Hedgehogs were introduced to keep garden grubs under control, and to make the English feel at home, but they multiplied alarmingly and found the eggs of many ground nesting birds very palatable.
It was also suggested that stock trampling wetlands played a role in the decline. This theory is, however, not supported by Brown Teal behaviour on Great Barrier Island, where teal reside in areas where cattle and sheep graze right down to the waters edge, and where the teal spend most nights feeding in the same paddocks as the farm animals. Although most estuaries supporting Brown Teal on Great Barrier are protected from gazing animals on one side of their roost, usually by high banks and/or fences, and this feature is potentially an important one when it comes to protecting roost sites from farm stock.
A mysterious disease factor has also been suggested by some writers, but no scientific or additional data to support this theory has ever surfaced. But it is strongly suspected that the spread of the introduced Mallard (Anas p. platyrhynchos) has, since the 1050’s, impacted heavily on Brown Teal populations, just as the species has on the NZ Grey duck.
Over the last thirty to forty years the Pukeko (Porphyrio porphyrio) population has multiplied to massive number in many districts, and it is now known that this species has played a major role in reducing the life expectancy of large numbers of Brown Teal ducklings.

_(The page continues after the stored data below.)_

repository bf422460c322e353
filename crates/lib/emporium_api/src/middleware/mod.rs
//! Request middleware.

pub mod auth;
//! Cart handlers. Every route acts on the caller's own shopping session.

use axum::extract::State;
use axum::http::{StatusCode, header};
use axum::response::IntoResponse;
use axum::{Extension, Json};
use serde_json::{Value, json};

use emporium_core::cart::CartUpdate;
use emporium_core::models::{CartItem, CartMutation};

use crate::AppState;
use crate::error::{AppError, AppResult};
use crate::extract::{ApiJson, IdPath};
use crate::middleware::auth::AuthenticatedUser;
use crate::models::{AddCartItemRequest, UpdateCartItemRequest};

/// An item of the caller's cart. Items of other sessions are reported missing.
async fn own_item(state: &AppState, auth: &AuthenticatedUser, item_id: i64) -> AppResult<CartItem> {
    let carts = state.carts();
    let session = carts.session_for_user(auth.user.id).await?;
    let item = carts.get_item(item_id).await?;
    if item.session_id != session.id {
        return Err(AppError::not_found());
    }
    Ok(item)
}

fn mutation_body(mutation: &CartMutation) -> Value {
    json!({ "cart_item": mutation.item, "total": mutation.total })
}

/// `GET /v1/cart`
pub async fn show_cart_handler(
    State(state): State<AppState>,
    Extension(auth): Extension<AuthenticatedUser>,
) -> AppResult<Json<Value>> {
    let cart = state.carts().cart_for_user(auth.user.id).await?;
    Ok(Json(json!({
        "shopping_session": cart.session,
        "cart_items": cart.items,
    })))
}

/// `POST /v1/cart/items`
pub async fn add_item_handler(
    State(state): State<AppState>,
    Extension(auth): Extension<AuthenticatedUser>,
    ApiJson(body): ApiJson<AddCartItemRequest>,
) -> AppResult<(StatusCode, Json<Value>)> {
    let carts = state.carts();
    let session = carts.session_for_user(auth.user.id).await?;
    let mutation = carts
        .add_item(session.id, body.product_id, body.quantity)
        .await?;
    Ok((StatusCode::ACCEPTED, Json(mutation_body(&mutation))))
}

/// `GET /v1/cart/items/{id}`
pub async fn show_item_handler(
    State(state): State<AppState>,
    Extension(auth): Extension<AuthenticatedUser>,
    IdPath(id): IdPath,
) -> AppResult<Json<Value>> {
    let item = own_item(&state, &auth, id).await?;
    Ok(Json(json!({ "cart_item": item })))
}

/// `PATCH /v1/cart/items/{id}`: quantity 0 removes the item.
pub async fn update_item_handler(
    State(state): State<AppState>,
    Extension(auth): Extension<AuthenticatedUser>,
    IdPath(id): IdPath,
    ApiJson(body): ApiJson<UpdateCartItemRequest>,
) -> AppResult<Json<Value>> {
    own_item(&state, &auth, id).await?;
    let update = state.carts().update_quantity(id, body.quantity).await?;
    let mut body = mutation_body(update.mutation());
    body["removed"] = json!(matches!(update, CartUpdate::Removed(_)));
    Ok(Json(body))
}

/// `DELETE /v1/cart/items/{id}`
pub async fn remove_item_handler(
    State(state): State<AppState>,
    Extension(auth): Extension<AuthenticatedUser>,
    IdPath(id): IdPath,
) -> AppResult<Json<Value>> {
    own_item(&state, &auth, id).await?;
    let mutation = state.carts().remove_item(id).await?;
    Ok(Json(json!({
        "message": "cart item successfully deleted",
        "total": mutation.total,
    })))
}

/// `GET /v1/cart/receipt`: plain-text attachment.
pub async fn receipt_handler(
    State(state): State<AppState>,
    Extension(auth): Extension<AuthenticatedUser>,
) -> AppResult<impl IntoResponse> {
    let receipt = state.carts().receipt_for(&auth.user).await?;
    Ok((
        [
            (header::CONTENT_TYPE, "text/plain; charset=utf-8"),
            (header::CONTENT_DISPOSITION, "attachment; filename=\"receipt.txt\""),
        ],
        receipt,
    ))
}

Pukeko appear to kill a variety of ducklings just for the sake of it!
Earlier it was believed that no single cause was responsible for the decline of Brown Teal, and with rampant mustelids, rats, feral cats, feral and domestic dogs, hedgehogs, pukeko, harrier hawk, eels, shags, weka (Gallirallus australis) on the Chathams Island, massive environmental changes, plus excessive shooting, it is really not surprising that the rodent like and protective Brown Teal population began to disappear, and to retrench to places like Little and Great Barrier Island, the Coromandel, and to other far flung areas of New Zealand, such as, Fiordland and Northland.
Whilst rapid and monumental habitat destruction and changes have taken place on the New Zealand mainland, if we look at the evidence now available we find that on both Great Barrier Island and on Stewart Island, and where Brown Teal habitat has remained relatively unmodified and where there is no waterfowl hunting, no hedgehogs and no mustelids, Brown Teal have still declined; leaving feral cats, harrier hawk and pukeko, a few feral dogs and a few domestic dogs, as the major reasons for the decline.
We should also remember that while Brown Teal are strong fliers they do not take readily to the air and movement between different habitats or roost sights is rare, and they are not readily adaptable to major habitat changes.
Historically there were few Brown Teal on Great Barrier Island and it appears that the expansion of numbers there only occurred during the 1930’s; possibly from birds being pushed out of the Coromandel Peninsula, an area where they were once in large numbers and which is not too far from Great Barrier Island.
Brown teal disappeared from the Chatham Islands in the 1920, but they did hang on much longer on Stewart Island, where the last recorded sighting there was in 1972.
In 2002 Brown Teal were believed to be functionally extinct in the South Island of New Zealand and in 2002 only a few remnant birds which were DNA tested and found to be hybridised with mallards or grey duck.
As already mentioned, the Great Barrier Island predator situation is quite different to that on the mainland – there are no mustelids, hedgehogs. However, there are feral cats, Pukeko, rats and harrier hawks on Great Barrier Island.